Saved entries
=== Begin Enclosure ===
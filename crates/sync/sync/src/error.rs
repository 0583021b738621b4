use std::time::Duration;

use thiserror::Error;

use crate::registry::BackendCategory;

/// Errors from synchronization backends and the primitives built on them.
#[derive(Debug, Error)]
pub enum SyncError {
    /// No backend has been registered for the requested category.
    #[error("no {0} backend loaded, initialize one first")]
    BackendNotLoaded(BackendCategory),

    /// A backend operation was invoked before `open` or after `close`.
    #[error("backend used out of context: open it before calling `{operation}`")]
    OutOfContext {
        /// The operation that was attempted.
        operation: &'static str,
    },

    /// Settings could not be validated; `keys` lists every offending entry.
    #[error("could not validate settings: {reason} [keys: {}]", .keys.join(", "))]
    SettingsValidation {
        /// Why validation failed.
        reason: String,
        /// The offending setting keys (environment variables or fields).
        keys: Vec<String>,
    },

    /// The backend's storage could not be reached.
    #[error("connection error: {0}")]
    Connection(String),

    /// The backend's storage reported an operational failure.
    #[error("backend error: {0}")]
    Backend(String),

    /// A backend failure occurred while acquiring a lock.
    #[error("failed to acquire lock '{name}': {source}")]
    Acquire {
        /// The lock name.
        name: String,
        /// The underlying backend failure.
        source: Box<SyncError>,
    },

    /// A backend failure occurred while releasing a lock.
    #[error("failed to release lock '{name}': {source}")]
    Release {
        /// The lock name.
        name: String,
        /// The underlying backend failure.
        source: Box<SyncError>,
    },

    /// A release was attempted against a record that is expired or held by
    /// a different token.
    #[error("lock '{name}' is not owned: already expired or taken by another holder")]
    NotOwned {
        /// The lock name.
        name: String,
    },

    /// A waiting acquisition did not succeed before its deadline.
    #[error("timed out acquiring lock '{name}' after {timeout:?}")]
    AcquireTimeout {
        /// The lock name.
        name: String,
        /// The deadline that elapsed.
        timeout: Duration,
    },
}

impl SyncError {
    /// Wrap a backend failure as an acquire error for `name`.
    pub(crate) fn acquire(name: &str, source: SyncError) -> Self {
        Self::Acquire {
            name: name.to_owned(),
            source: Box::new(source),
        }
    }

    /// Wrap a backend failure as a release error for `name`.
    pub(crate) fn release(name: &str, source: SyncError) -> Self {
        Self::Release {
            name: name.to_owned(),
            source: Box::new(source),
        }
    }
}

#[cfg(test)]
mod tests {
    use super::*;

    #[test]
    fn settings_validation_lists_offending_keys() {
        let err = SyncError::SettingsValidation {
            reason: "missing required settings".into(),
            keys: vec!["POSTGRES_HOST".into(), "POSTGRES_PORT".into()],
        };
        let message = err.to_string();
        assert!(message.contains("POSTGRES_HOST"));
        assert!(message.contains("POSTGRES_PORT"));
    }

    #[test]
    fn acquire_error_preserves_source() {
        let err = SyncError::acquire("orders", SyncError::Connection("refused".into()));
        assert!(err.to_string().contains("orders"));
        assert!(err.to_string().contains("refused"));
    }

    #[test]
    fn backend_not_loaded_names_category() {
        let err = SyncError::BackendNotLoaded(BackendCategory::Lock);
        assert!(err.to_string().contains("lock"));
    }
}
//! Process-wide circuit-breaker instances, keyed by name.

use std::sync::{Arc, LazyLock};

use dashmap::DashMap;

use crate::breaker::{CircuitBreaker, CircuitBreakerConfig};

static REGISTRY: LazyLock<DashMap<String, Arc<CircuitBreaker>>> = LazyLock::new(DashMap::new);

/// Fetch the circuit breaker for `name`, creating it on first use.
///
/// A subsequent call with the same name returns the existing instance and
/// ignores `config`.
pub fn get_or_create(name: &str, config: CircuitBreakerConfig) -> Arc<CircuitBreaker> {
    let entry = REGISTRY
        .entry(name.to_owned())
        .or_insert_with(|| Arc::new(CircuitBreaker::new(name, config)));
    Arc::clone(entry.value())
}

/// Look up an existing circuit breaker by name.
pub fn get(name: &str) -> Option<Arc<CircuitBreaker>> {
    REGISTRY.get(name).map(|entry| Arc::clone(entry.value()))
}

/// All registered circuit breakers, in name order.
pub fn all() -> Vec<Arc<CircuitBreaker>> {
    let mut breakers: Vec<Arc<CircuitBreaker>> = REGISTRY
        .iter()
        .map(|entry| Arc::clone(entry.value()))
        .collect();
    breakers.sort_by(|a, b| a.name().cmp(b.name()));
    breakers
}

/// Drop every registered circuit breaker.
///
/// Intended for test isolation; existing `Arc` handles keep working but are
/// no longer shared with new lookups.
pub fn clear() {
    REGISTRY.clear();
}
=== End Enclosure ===
YOUR OBJECTIVE: Would you copy out all the entries above without changing a single character?

ANSWER AREA:
filename crates/sync/sync/src/error.rs
repository 0583021b738621b4
use std::time::Duration;

use thiserror::Error;

use crate::registry::BackendCategory;

/// Errors from synchronization backends and the primitives built on them.
#[derive(Debug, Error)]
pub enum SyncError {
    /// No backend has been registered for the requested category.
    #[error("no {0} backend loaded, initialize one first")]
    BackendNotLoaded(BackendCategory),

    /// A backend operation was invoked before `open` or after `close`.
    #[error("backend used out of context: open it before calling `{operation}`")]
    OutOfContext {
        /// The operation that was attempted.
        operation: &'static str,
    },

    /// Settings could not be validated; `keys` lists every offending entry.
    #[error("could not validate settings: {reason} [keys: {}]", .keys.join(", "))]
    SettingsValidation {
        /// Why validation failed.
        reason: String,
        /// The offending setting keys (environment variables or fields).
        keys: Vec<String>,
    },

    /// The backend's storage could not be reached.
    #[error("connection error: {0}")]
    Connection(String),

    /// The backend's storage reported an operational failure.
    #[error("backend error: {0}")]
    Backend(String),

    /// A backend failure occurred while acquiring a lock.
    #[error("failed to acquire lock '{name}': {source}")]
    Acquire {
        /// The lock name.
        name: String,
        /// The underlying backend failure.
        source: Box<SyncError>,
    },

    /// A backend failure occurred while releasing a lock.
    #[error("failed to release lock '{name}': {source}")]
    Release {
        /// The lock name.
        name: String,
        /// The underlying backend failure.
        source: Box<SyncError>,
    },

    /// A release was attempted against a record that is expired or held by
    /// a different token.
    #[error("lock '{name}' is not owned: already expired or taken by another holder")]
    NotOwned {
        /// The lock name.
        name: String,
    },

    /// A waiting acquisition did not succeed before its deadline.
    #[error("timed out acquiring lock '{name}' after {timeout:?}")]
    AcquireTimeout {
        /// The lock name.
        name: String,
        /// The deadline that elapsed.
        timeout: Duration,
    },
}

impl SyncError {
    /// Wrap a backend failure as an acquire error for `name`.
    pub(crate) fn acquire(name: &str, source: SyncError) -> Self {
        Self::Acquire {
            name: name.to_owned(),
            source: Box::new(source),
        }
    }

    /// Wrap a backend failure as a release error for `name`.
    pub(crate) fn release(name: &str, source: SyncError) -> Self {
        Self::Release {
            name: name.to_owned(),
            source: Box::new(source),
        }
    }
}

#[cfg(test)]
mod tests {
    use super::*;

    #[test]
    fn settings_validation_lists_offending_keys() {
        let err = SyncError::SettingsValidation {
            reason: "missing required settings".into(),
            keys: vec!["POSTGRES_HOST".into(), "POSTGRES_PORT".into()],
        };
        let message = err.to_string();
        assert!(message.contains("POSTGRES_HOST"));
        assert!(message.contains("POSTGRES_PORT"));
    }

    #[test]
    fn acquire_error_preserves_source() {
        let err = SyncError::acquire("orders", SyncError::Connection("refused".into()));
        assert!(err.to_string().contains("orders"));
        assert!(err.to_string().contains("refused"));
    }

    #[test]
    fn backend_not_loaded_names_category() {
        let err = SyncError::BackendNotLoaded(BackendCategory::Lock);
        assert!(err.to_string().contains("lock"));
    }
}
//! Process-wide circuit-breaker instances, keyed by name.

use std::sync::{Arc, LazyLock};

use dashmap::DashMap;

use crate::breaker::{CircuitBreaker, CircuitBreakerConfig};

static REGISTRY: LazyLock<DashMap<String, Arc<CircuitBreaker>>> = LazyLock::new(DashMap::new);

/// Fetch the circuit breaker for `name`, creating it on first use.
///
/// A subsequent call with the same name returns the existing instance and
/// ignores `config`.
pub fn get_or_create(name: &str, config: CircuitBreakerConfig) -> Arc<CircuitBreaker> {
    let entry = REGISTRY
        .entry(name.to_owned())
        .or_insert_with(|| Arc::new(CircuitBreaker::new(name, config)));
    Arc::clone(entry.value())
}

/// Look up an existing circuit breaker by name.
pub fn get(name: &str) -> Option<Arc<CircuitBreaker>> {
    REGISTRY.get(name).map(|entry| Arc::clone(entry.value()))
}

/// All registered circuit breakers, in name order.
pub fn all() -> Vec<Arc<CircuitBreaker>> {
    let mut breakers: Vec<Arc<CircuitBreaker>> = REGISTRY
        .iter()
        .map(|entry| Arc::clone(entry.value()))
        .collect();
    breakers.sort_by(|a, b| a.name().cmp(b.name()));
    breakers
}

/// Drop every registered circuit breaker.
///
/// Intended for test isolation; existing `Arc` handles keep working but are
/// no longer shared with new lookups.
pub fn clear() {
    REGISTRY.clear();
}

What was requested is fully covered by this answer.